Ascensão de uma civilização da imagem com a onipresença da
televisão, retorno da escrita com a emergência do e-mail e da internet... E se,
ao considerar como rivais esses dois meios de comunicação – o texto e a imagem
–, terminássemos por perder de vista suas naturezas gêmeas e sua intimidade
primordial?
por Gérard Mordillat
Na Idade Média, os peregrinos penduravam em seus chapéus
minúsculos espelhos, convencidos de que quando se prostrassem diante da santa
relíquia, ao final de seu périplo, a imagem desta persistiria no amuleto.
Persistência da imagem piedosa que os protegeria dos perigos, das doenças, do
mal, do diabo e de seus demônios.

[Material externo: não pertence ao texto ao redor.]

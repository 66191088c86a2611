pub mod auth;
pub mod settings;
pub mod detail;
pub mod error;
pub mod models;
pub mod openapi;
pub mod repo;
pub mod routes;
pub mod service;
pub mod validation;

// Re-export commonly used items for tests / external users
pub use detail::get_thread_detail;
pub use routes::{config, AppState};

Esses pequenos espelhos baratos eram feitos
de chumbo polido. Essa indústria, esse comércio, foi a primeira atividade de
Johannes Gutenberg, que tinha feito seu aprendizado como ourives e dominava não
apenas o trabalho dos metais mas também suas ligas. Ele fabricou e vendeu esses
pequenos espelhos aos peregrinos até que a prática fosse esquecida, perdida, ou
que ele se tivesse cansado. Liberto de uma atividade tão medíocre, ele se
lançou na fabricação de letras de imprensa móveis, resistentes e reprodutíveis.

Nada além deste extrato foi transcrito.